== Segment start ==

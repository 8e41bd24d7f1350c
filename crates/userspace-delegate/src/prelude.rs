//! Prelude module - commonly used types for convenient import.
//!
//! Use `use userspace_delegate::prelude::*;` to import all essential types.

// Backends
pub use crate::{ContainerBackend, DelegateOutput, DockerBackend, LocalProcessBackend};

// Invocation
pub use crate::{ContainerSpec, DelegateInvoker, ExecutionContext};

// Errors
pub use crate::{DelegateError, DelegateResult};
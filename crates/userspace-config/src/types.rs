//! Configuration types for the userspace SCM.
//!
//! These types mirror the domain settings without depending on the other
//! userspace crates; the CLI converts them at startup. Every struct
//! implements [`Default`] so a bare `[section]` header is valid.

use std::path::PathBuf;

use serde::{Deserialize, Serialize};

// ---------------------------------------------------------------------------
// Top-level Config
// ---------------------------------------------------------------------------

/// Root configuration.
#[derive(Debug, Clone, Default, PartialEq, Eq, Serialize, Deserialize)]
#[serde(default)]
pub struct Config {
    /// Delegate and head selection.
    pub scm: ScmSection,
    /// How the delegate is executed.
    pub backend: BackendSection,
    /// Repository browser links.
    pub browser: BrowserSection,
    /// Logging level, format and per-crate directives.
    pub logging: LoggingSection,
    /// Where revision states are persisted between builds.
    pub state: StateSection,
}

// ---------------------------------------------------------------------------
// ScmSection
// ---------------------------------------------------------------------------

/// Which delegate to run and what it should track.
#[derive(Debug, Clone, PartialEq, Eq, Serialize, Deserialize)]
#[serde(default)]
pub struct ScmSection {
    /// Delegate image reference (or executable for the local backend).
    pub image: String,
    /// Opaque delegate configuration, piped to it on stdin.
    pub config: String,
    /// Branch or ref of interest.
    pub head: String,
    /// Pinned revision. Empty or whitespace means "not pinned".
    pub revision: String,
    /// Whether polling needs a workspace.
    pub requires_workspace_for_polling: bool,
}

impl Default for ScmSection {
    fn default() -> Self {
        Self {
            image: String::new(),
            config: String::new(),
            head: "main".to_owned(),
            revision: String::new(),
            requires_workspace_for_polling: false,
        }
    }
}

impl ScmSection {
    /// The pinned revision, or `None` when the field is blank.
    #[must_use]
    pub fn pinned_revision(&self) -> Option<&str> {
        let trimmed = self.revision.trim();
        (!trimmed.is_empty()).then_some(trimmed)
    }
}

// ---------------------------------------------------------------------------
// BackendSection
// ---------------------------------------------------------------------------

/// Container backend selection.
#[derive(Debug, Clone, Copy, Default, PartialEq, Eq, Serialize, Deserialize)]
#[serde(rename_all = "lowercase")]
pub enum BackendKind {
    /// `docker run` (or a compatible CLI such as podman).
    #[default]
    Docker,
    /// Run the image as a local executable.
    Local,
}

/// How delegate invocations are executed.
#[derive(Debug, Clone, PartialEq, Eq, Serialize, Deserialize)]
#[serde(default)]
pub struct BackendSection {
    /// Backend kind.
    pub kind: BackendKind,
    /// Container CLI for the docker backend (`docker`, `podman`, ...).
    pub program: String,
    /// Extra arguments: `docker run` flags, or arguments to the local
    /// executable.
    pub extra_args: Vec<String>,
    /// Kill the delegate after this many seconds. Unset means no limit.
    pub timeout_secs: Option<u64>,
}

impl Default for BackendSection {
    fn default() -> Self {
        Self {
            kind: BackendKind::Docker,
            program: "docker".to_owned(),
            extra_args: Vec::new(),
            timeout_secs: None,
        }
    }
}

// ---------------------------------------------------------------------------
// BrowserSection
// ---------------------------------------------------------------------------

/// Repository browser configuration.
#[derive(Debug, Clone, Default, PartialEq, Eq, Serialize, Deserialize)]
#[serde(default)]
pub struct BrowserSection {
    /// Base URL links are built under. Unset disables links.
    pub base_url: Option<String>,
}

// ---------------------------------------------------------------------------
// LoggingSection
// ---------------------------------------------------------------------------

/// Logging and tracing configuration.
#[derive(Debug, Clone, PartialEq, Eq, Serialize, Deserialize)]
#[serde(default)]
pub struct LoggingSection {
    /// Global level filter (`"trace"`, `"debug"`, `"info"`, `"warn"`,
    /// `"error"`).
    pub level: String,
    /// Output format: `"pretty"`, `"compact"`, `"json"` or `"full"`.
    pub format: String,
    /// Per-crate directives (e.g. `["userspace_delegate=debug"]`).
    pub directives: Vec<String>,
    /// Write rolling log files here instead of stderr.
    pub directory: Option<PathBuf>,
}

impl Default for LoggingSection {
    fn default() -> Self {
        Self {
            level: "info".to_owned(),
            format: "compact".to_owned(),
            directives: Vec::new(),
            directory: None,
        }
    }
}

// ---------------------------------------------------------------------------
// StateSection
// ---------------------------------------------------------------------------

/// Revision state persistence.
#[derive(Debug, Clone, Default, PartialEq, Eq, Serialize, Deserialize)]
#[serde(default)]
pub struct StateSection {
    /// Directory for per-build state files. `None` uses the platform data
    /// directory.
    pub directory: Option<PathBuf>,
}
//! Static table of SCM implementations a host can instantiate.

use std::collections::BTreeMap;
use std::sync::Arc;

use tracing::debug;
use userspace_delegate::ContainerBackend;

use crate::error::{ScmError, ScmResult};
use crate::orchestrator::UserspaceScm;
use crate::settings::ScmSettings;
use crate::{DISPLAY_NAME, SCHEME};

/// Constructor for an SCM instance.
pub type ScmFactory = fn(ScmSettings, Arc<dyn ContainerBackend>) -> UserspaceScm;

/// Describes one registered SCM.
#[derive(Debug, Clone, Copy)]
pub struct ScmDescriptor {
    /// Scheme name, e.g. `userspace`.
    pub scheme: &'static str,
    /// Human-readable name for host UIs.
    pub display_name: &'static str,
    /// Builds an instance from settings.
    pub factory: ScmFactory,
}

impl ScmDescriptor {
    /// Descriptor for the userspace SCM.
    #[must_use]
    pub fn userspace() -> Self {
        Self {
            scheme: SCHEME,
            display_name: DISPLAY_NAME,
            factory: UserspaceScm::new,
        }
    }

    /// Whether this SCM can be offered for the given job. Always true.
    #[must_use]
    pub fn is_applicable(&self, _job_name: &str) -> bool {
        true
    }

    /// Instantiate the SCM.
    #[must_use]
    pub fn create(&self, settings: ScmSettings, backend: Arc<dyn ContainerBackend>) -> UserspaceScm {
        (self.factory)(settings, backend)
    }
}

/// Scheme name to descriptor.
#[derive(Debug, Clone, Default)]
pub struct ScmRegistry {
    descriptors: BTreeMap<&'static str, ScmDescriptor>,
}

impl ScmRegistry {
    /// An empty registry.
    #[must_use]
    pub fn new() -> Self {
        Self::default()
    }

    /// Registry holding the built-in `userspace` SCM.
    #[must_use]
    pub fn builtin() -> Self {
        let mut registry = Self::new();
        registry.register(ScmDescriptor::userspace());
        registry
    }

    /// Add or replace a descriptor. Returns the one it replaced.
    pub fn register(&mut self, descriptor: ScmDescriptor) -> Option<ScmDescriptor> {
        debug!(scheme = descriptor.scheme, "registering SCM");
        self.descriptors.insert(descriptor.scheme, descriptor)
    }

    /// Look up a descriptor.
    #[must_use]
    pub fn get(&self, scheme: &str) -> Option<&ScmDescriptor> {
        self.descriptors.get(scheme)
    }

    /// Registered scheme names in sorted order.
    pub fn schemes(&self) -> impl Iterator<Item = &'static str> + '_ {
        self.descriptors.keys().copied()
    }

    /// Instantiate the SCM registered under `scheme`.
    ///
    /// # Errors
    ///
    /// Returns [`ScmError::UnknownScheme`] if nothing is registered under it.
    pub fn create(
        &self,
        scheme: &str,
        settings: ScmSettings,
        backend: Arc<dyn ContainerBackend>,
    ) -> ScmResult<UserspaceScm> {
        self.get(scheme)
            .map(|descriptor| descriptor.create(settings, backend))
            .ok_or_else(|| ScmError::UnknownScheme(scheme.to_owned()))
    }
}

#[cfg(test)]
mod tests {
    use super::*;
    use userspace_test::{ScriptedBackend, test_container_spec};

    #[test]
    fn test_builtin_has_userspace() {
        let registry = ScmRegistry::builtin();
        assert_eq!(registry.schemes().collect::<Vec<_>>(), vec!["userspace"]);

        let descriptor = registry.get("userspace").unwrap();
        assert_eq!(descriptor.display_name, "Userspace");
        assert!(descriptor.is_applicable("any-job"));
    }

    #[test]
    fn test_create_builds_scm() {
        let scm = ScmRegistry::builtin()
            .create(
                "userspace",
                ScmSettings::new(test_container_spec(), "main"),
                Arc::new(ScriptedBackend::new()),
            )
            .unwrap();
        assert_eq!(scm.scm_type(), "userspace");
        assert_eq!(scm.settings().head, "main");
    }

    #[test]
    fn test_unknown_scheme() {
        let err = ScmRegistry::builtin()
            .create(
                "git",
                ScmSettings::new(test_container_spec(), "main"),
                Arc::new(ScriptedBackend::new()),
            )
            .unwrap_err();
        assert!(matches!(err, ScmError::UnknownScheme(ref s) if s == "git"));
    }

    #[test]
    fn test_register_replaces() {
        let mut registry = ScmRegistry::builtin();
        let previous = registry.register(ScmDescriptor {
            display_name: "Userspace (custom)",
            ..ScmDescriptor::userspace()
        });
        assert!(previous.is_some());
        assert_eq!(
            registry.get("userspace").unwrap().display_name,
            "Userspace (custom)"
        );
    }
}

== Segment end ==

- **Problem to work on**: Every line of the entries that includes "true" must be copied into the answer.

- **Task result**:
    /// Whether this SCM can be offered for the given job. Always true.
        true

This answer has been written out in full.